Shun Okaya was born in Shizuoka in 1990. He received his B.S. in 2013 from the Faculty of Pharmaceutical Sciences, Tohoku University, where he carried out undergraduate research in the laboratories of Professor Hidetoshi Tokuyama. In the same year, he then began his graduate studies at the Graduate School of Pharmaceutical Sciences, Tohoku University under the supervision of Professor Hidetoshi Tokuyama. His research focuses on the total synthesis of epidithiodiketopiperazine natural products.
Keiichiro Okuyama received his B.S. in 2006 from Tohoku Pharmaceutical University, where he carried out undergraduate research under the supervision of Professor Tadashi Kato. He then moved to the laboratories of Professor Hidetoshi Tokuyama, Tohoku University and started his Ph.D. research on synthetic studies toward Haouamine B. In 2011, he received his Ph.D. from Tohoku University under the direction of Professor Hidetoshi Tokuyama. He is currently working for Astellas Pharma Inc. as a drug discovery researcher.
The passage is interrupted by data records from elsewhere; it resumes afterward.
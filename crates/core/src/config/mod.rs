//! Application configuration with layered loading.
//!
//! This module provides configuration management using figment for layered
//! configuration loading from multiple sources:
//!
//! 1. Environment variables (PRECACHE_*)
//! 2. TOML config file (if PRECACHE_CONFIG_FILE set)
//! 3. Preset defaults (if PRECACHE_PRESET set)
//! 4. Built-in defaults

use std::path::PathBuf;
use std::time::Duration;

use figment::{
    Figment,
    providers::{Env, Format, Serialized, Toml},
};
use schemars::JsonSchema;
use serde::{Deserialize, Serialize};

mod presets;
mod validation;

pub use presets::Preset;
pub use validation::ConfigError;

/// How requests to dynamic-data providers are handled.
#[derive(Debug, Clone, Copy, PartialEq, Eq, Serialize, Deserialize, JsonSchema)]
#[serde(rename_all = "kebab-case")]
pub enum DynamicPolicy {
    /// The router does not intercept; the request goes out untouched.
    PassThrough,
    /// The router fetches from the network and falls back to the cache on failure.
    NetworkFirst,
}

/// Application configuration with layered loading.
///
/// Loading precedence (highest wins):
/// 1. Environment variables (PRECACHE_*)
/// 2. TOML config file (if PRECACHE_CONFIG_FILE set)
/// 3. Preset defaults (if PRECACHE_PRESET set)
/// 4. Built-in defaults
#[derive(Debug, Clone, Serialize, Deserialize)]
pub struct AppConfig {
    /// Path to the SQLite cache store.
    ///
    /// Set via PRECACHE_DB_PATH environment variable.
    #[serde(default = "default_db_path")]
    pub db_path: PathBuf,

    /// User-Agent string for network requests.
    #[serde(default = "default_user_agent")]
    pub user_agent: String,

    /// Maximum bytes to read per response.
    #[serde(default = "default_max_bytes")]
    pub max_bytes: usize,

    /// Network request timeout in milliseconds.
    #[serde(default = "default_timeout_ms")]
    pub timeout_ms: u64,

    /// Maximum number of redirects to follow.
    #[serde(default = "default_max_redirects")]
    pub max_redirects: usize,

    /// Base URL the router is deployed under. Relative asset paths and
    /// relative fetch targets resolve against it.
    #[serde(default = "default_scope")]
    pub scope: String,

    /// Name of the current cache generation (the version tag).
    #[serde(default = "default_cache_name")]
    pub cache_name: String,

    /// Asset manifest: every entry is stored on install.
    ///
    /// Set via PRECACHE_ASSETS environment variable (comma-separated).
    #[serde(default = "default_assets")]
    pub assets: Vec<String>,

    /// Host substrings identifying dynamic-data providers.
    ///
    /// Set via PRECACHE_DYNAMIC_HOSTS environment variable (comma-separated).
    #[serde(default)]
    pub dynamic_hosts: Vec<String>,

    /// Handling of requests to dynamic-data providers.
    #[serde(default = "default_dynamic_policy")]
    pub dynamic_policy: DynamicPolicy,

    /// Activate a freshly installed generation without waiting for clients to close.
    #[serde(default = "default_true")]
    pub skip_waiting: bool,

    /// Take control of already-open clients on activation.
    #[serde(default = "default_true")]
    pub claim_clients: bool,

    /// Delete every non-current generation on activation.
    #[serde(default = "default_true")]
    pub prune_stale: bool,

    /// Run the install trigger when the server starts.
    #[serde(default = "default_true")]
    pub install_on_start: bool,
}

fn default_db_path() -> PathBuf {
    PathBuf::from("./precache.sqlite")
}

fn default_user_agent() -> String {
    "precache/0.1".into()
}

fn default_max_bytes() -> usize {
    10_485_760 // 10MB
}

fn default_timeout_ms() -> u64 {
    20_000
}

fn default_max_redirects() -> usize {
    5
}

fn default_scope() -> String {
    "http://localhost:8080/".into()
}

fn default_cache_name() -> String {
    "precache-v1".into()
}

fn default_assets() -> Vec<String> {
    vec!["./index.html".into(), "./manifest.json".into()]
}

fn default_dynamic_policy() -> DynamicPolicy {
    DynamicPolicy::NetworkFirst
}

fn default_true() -> bool {
    true
}

impl Default for AppConfig {
    fn default() -> Self {
        Self {
            db_path: default_db_path(),
            user_agent: default_user_agent(),
            max_bytes: default_max_bytes(),
            timeout_ms: default_timeout_ms(),
            max_redirects: default_max_redirects(),
            scope: default_scope(),
            cache_name: default_cache_name(),
            assets: default_assets(),
            dynamic_hosts: Vec::new(),
            dynamic_policy: default_dynamic_policy(),
            skip_waiting: true,
            claim_clients: true,
            prune_stale: true,
            install_on_start: true,
        }
    }
}

impl AppConfig {
    /// Timeout as Duration for use with reqwest/tokio.
    pub fn timeout(&self) -> Duration {
        Duration::from_millis(self.timeout_ms)
    }

    /// Parsed scope URL.
    ///
    /// # Errors
    ///
    /// Returns `ConfigError::Invalid` if `scope` is not an absolute URL.
    pub fn scope_url(&self) -> Result<url::Url, ConfigError> {
        url::Url::parse(&self.scope)
            .map_err(|e| ConfigError::Invalid { field: "scope".into(), reason: e.to_string() })
    }

    /// Load configuration from all sources with layered precedence.
    ///
    /// Priority (highest wins):
    /// 1. Environment variables prefixed with `PRECACHE_`
    /// 2. TOML file from `PRECACHE_CONFIG_FILE` (if set)
    /// 3. Preset named by `PRECACHE_PRESET` (if set)
    /// 4. Built-in defaults via `Default::default()`
    ///
    /// # Errors
    ///
    /// Returns `ConfigError` if:
    /// - The preset name is unknown
    /// - Configuration file cannot be read
    /// - Environment variables cannot be parsed
    /// - Validation fails after loading
    pub fn load() -> Result<Self, ConfigError> {
        let base = match std::env::var("PRECACHE_PRESET") {
            Ok(name) => Preset::from_name(&name)
                .ok_or_else(|| ConfigError::Invalid {
                    field: "preset".into(),
                    reason: format!("unknown preset: {name}"),
                })?
                .config(),
            Err(_) => Self::default(),
        };

        let mut figment = Figment::from(Serialized::defaults(base));

        if let Ok(config_path) = std::env::var("PRECACHE_CONFIG_FILE") {
            figment = figment.merge(Toml::file(&config_path));
        }

        figment = figment.merge(
            Env::prefixed("PRECACHE_")
                .ignore(&["preset", "config_file", "assets", "dynamic_hosts"])
                .map(|key| key.as_str().to_lowercase().into())
                .split("__"),
        );

        let mut config: Self = figment.extract().map_err(|e| ConfigError::LoadFailed(e.to_string()))?;

        if let Ok(hosts) = std::env::var("PRECACHE_DYNAMIC_HOSTS") {
            config.dynamic_hosts = split_list(&hosts);
        }
        if let Ok(assets) = std::env::var("PRECACHE_ASSETS") {
            config.assets = split_list(&assets);
        }

        config.validate()?;

        Ok(config)
    }
}

/// Split a comma-separated environment value into trimmed, non-empty entries.
fn split_list(value: &str) -> Vec<String> {
    value
        .split(',')
        .map(str::trim)
        .filter(|s| !s.is_empty())
        .map(str::to_string)
        .collect()
}
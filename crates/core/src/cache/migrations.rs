//! Database schema migrations.
//!
//! Applied versions are recorded in `_migrations`. Each pending migration runs
//! in its own transaction together with its version row.

use super::Error;
use tokio_rusqlite::{Connection, params};

/// Migration list: (version, SQL), in application order.
///
/// All migrations are idempotent using CREATE IF NOT EXISTS.
const MIGRATIONS: &[(i64, &str)] = &[
    (1, include_str!("../../migrations/001_generations.sql")),
    (2, include_str!("../../migrations/002_entries.sql")),
];

/// Run any pending migrations.
///
/// # Errors
///
/// Returns `Error::MigrationFailed` naming the version whose SQL failed.
pub async fn run(conn: &Connection) -> Result<(), Error> {
    conn.call(|conn| -> Result<(), Error> {
        conn.execute(
            "CREATE TABLE IF NOT EXISTS _migrations (
                version INTEGER PRIMARY KEY,
                applied_at TEXT NOT NULL
            )",
            [],
        )?;

        let current: i64 =
            conn.query_row("SELECT COALESCE(MAX(version), 0) FROM _migrations", [], |row| row.get(0))?;

        for (version, sql) in MIGRATIONS.iter().filter(|(v, _)| *v > current) {
            let tx = conn.transaction()?;
            tx.execute_batch(sql)
                .map_err(|e| Error::MigrationFailed(format!("version {version}: {e}")))?;
            tx.execute(
                "INSERT INTO _migrations (version, applied_at) VALUES (?1, ?2)",
                params![version, chrono::Utc::now().to_rfc3339()],
            )?;
            tx.commit()?;
            tracing::debug!(version, "applied cache migration");
        }

        Ok(())
    })
    .await
    .map_err(Error::from)
}

#[cfg(test)]
mod tests {
    use super::*;

    #[tokio::test]
    async fn test_migrations_idempotent() {
        let conn = Connection::open_in_memory().await.unwrap();
        run(&conn).await.unwrap();
        run(&conn).await.unwrap();

        let tables: i64 = conn
            .call(|conn| {
                conn.query_row(
                    "SELECT COUNT(*) FROM sqlite_master WHERE type='table' AND name IN ('generations', 'entries')",
                    [],
                    |row| row.get(0),
                )
            })
            .await
            .unwrap();

        assert_eq!(tables, 2);
    }

    #[tokio::test]
    async fn test_migrations_version_tracking() {
        let conn = Connection::open_in_memory().await.unwrap();
        run(&conn).await.unwrap();

        let latest: i64 = conn
            .call(|conn| conn.query_row("SELECT MAX(version) FROM _migrations", [], |row| row.get(0)))
            .await
            .unwrap();

        assert_eq!(latest, MIGRATIONS.len() as i64);
    }
}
Kentaro Okano was born in Tokyo in 1979. He received his B.S. in 2003 from Kyoto University under the supervision of Professor Tamejiro Hiyama. He then moved to the laboratories of Professor Tohru Fukuyama at the University of Tokyo. In 2007, he joined the faculty at Tohoku University, where he is currently an assistant professor in Professor Hidetoshi Tokuyama's group. In 2014, he visited Professor Amir Hoveyda's laboratories at Boston College as a visiting researcher. His current research interest is natural product synthesis based on the development of new synthetic methodologies.
Hidetoshi Tokuyama was born in Yokohama in 1967. He received his Ph.D. in 1994 from Tokyo Institute of Technology under the direction of Professor Ei-ichi Nakamura. He spent one year (1994-1995) at the University of Pennsylvania as a postdoc with Professor Amos B. Smith, III. He joined the group of Professor Tohru Fukuyama at the University of Tokyo in 1995 and was appointed Associate Professor in 2003. In 2006, he was move to Tohoku University, where he is currently Professor of Pharmaceutical Sciences His research interest is on the development of synthetic methodologies and total synthesis of natural products.
Brandon Nelson was born in Streamwood, Illinois in 1991. He received his B.S. in 2013 from Illinois State University where he carried out research in the labs of Professor Hitchcock and Professor McLauchlan. He then moved to the Massachusetts Institute of Technology to pursue his Ph.D. focused on complex natural products total synthesis under the advisement of Professor Movassaghi.
Nicholas Garcia was born in Oklahoma City, Oklahoma in 1994. In 2013, he began working towards his B.S. in Chemistry at the Massachusetts Institute of Technology. In 2015, he joined the laboratories of Professor Mohammad Movassaghi, where he is currently carrying out undergraduate research focused on alkaloid total synthesis.